Ответ здесь, по-видимому, заключается в однажды найденной метафоре. В ноябре 1922 года поэт, лишь недавно оказавшийся в эмиграции, писал своему близкому другу литературоведу Михаилу Гершензону:
«У меня бывает такое чувство, что я сидел-сидел на мягком диване, очень удобно, — а ноги-то отекли, надо встать — не могу. <...> Я здесь <в эмиграции> не равен себе, а я здесь минус что-то, оставленное в России, при том болящее и зудящее, как отрезанная нога, которую чувствую нестерпимо отчетливо, а возместить не могу ничем. И в той или иной степени, с разными изменениями, это есть или будет у всех. И у Вас. Я купил себе очень хорошую пробковую ногу <...> танцую на ней (т. е. пишу стихи), так что как будто и незаметно, — а знаю, что на своей я бы танцевал иначе, может быть, даже хуже, но по-своему, как мне полагается при моем сложении, а не при пробковом. <...> Пока что — жутко».

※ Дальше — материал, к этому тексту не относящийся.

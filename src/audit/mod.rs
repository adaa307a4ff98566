//! Audit logging system for FinBot
//!
//! Records every create, update and delete of income, expenses and goals in
//! an append-only, line-delimited JSON log.
//!
//! - `AuditEntry`: a timestamp plus typed `Snapshot`s of the entity before
//!   and after the operation.
//! - `AuditLogger`: appends entries to the log file and reads them back.
//!
//! ```rust,ignore
//! use finbot::audit::{AuditEntry, AuditLogger, Snapshot};
//!
//! let logger = AuditLogger::new(paths.audit_log());
//! logger.append(&AuditEntry::created(Snapshot::Expense(expense.clone())))?;
//! ```

mod entry;
mod logger;

pub use entry::{AuditEntry, EntityType, Operation, Snapshot};
pub use logger::AuditLogger;
//! Contact CLI command
//!
//! Fills the contact form from flags and waits out the submission delay.

use std::thread;
use std::time::Instant;

use clap::Args;

use crate::config::settings::Settings;
use crate::contact::{ContactDesk, ContactField};
use crate::error::{FinbotError, FinbotResult};

#[derive(Args, Debug, Default)]
pub struct ContactArgs {
    /// Your full name
    #[arg(long, default_value = "")]
    pub name: String,

    /// Where to reply
    #[arg(long, default_value = "")]
    pub email: String,

    #[arg(long, default_value = "")]
    pub subject: String,

    #[arg(long, default_value = "")]
    pub message: String,
}

/// Handle the contact command
pub fn handle_contact_command(settings: &Settings, args: ContactArgs) -> FinbotResult<()> {
    let mut desk = ContactDesk::new(settings.contact_delay());
    desk.set_field(ContactField::Name, args.name);
    desk.set_field(ContactField::Email, args.email);
    desk.set_field(ContactField::Subject, args.subject);
    desk.set_field(ContactField::Message, args.message);

    if let Err(errors) = desk.submit(Instant::now()) {
        let listed: Vec<_> = errors.iter().map(ToString::to_string).collect();
        return Err(FinbotError::Validation(listed.join("; ")));
    }
    println!("Submitting...");

    while let Some(ready_at) = desk.ready_at() {
        thread::sleep(ready_at.saturating_duration_since(Instant::now()));
        desk.poll(Instant::now());
    }

    if let Some(message) = desk.status_message() {
        println!("{}", message);
    }
    Ok(())
}
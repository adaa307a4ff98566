//! Plan CLI command
//!
//! Runs the planner once and waits for its delay to elapse.

use std::io::Write;
use std::thread;
use std::time::Instant;

use crate::config::settings::Settings;
use crate::display::plan::format_plan;
use crate::error::{FinbotError, FinbotResult};
use crate::planner::MockPlanner;

/// Handle the plan command
pub fn handle_plan_command(settings: &Settings, text: &str) -> FinbotResult<()> {
    let mut planner = MockPlanner::new(settings.planner_delay());

    if planner.submit(text, Instant::now()).is_none() {
        return Err(FinbotError::Validation(
            "Describe your income, expenses or goals to get a plan".into(),
        ));
    }

    print!("Generating plan...");
    std::io::stdout().flush()?;

    loop {
        let Some(ready_at) = planner.ready_at() else {
            break;
        };
        thread::sleep(ready_at.saturating_duration_since(Instant::now()));

        if let Some(plan) = planner.poll(Instant::now()) {
            println!(" done.");
            println!();
            print!("{}", format_plan(plan, &settings.currency_symbol));
            break;
        }
    }

    Ok(())
}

В метафорике этого письма эмиграция и сочинение стихов напрямую увязываются с инвалидностью. Это объясняет, почему и лирический герой Ходасевича, и персонажи его поздних стихов так щедро наделены телесными изъянами: все они являлись представителями мира эмиграции, который по своей сути мыслился поэтом как «минус что-то, оставленное в России».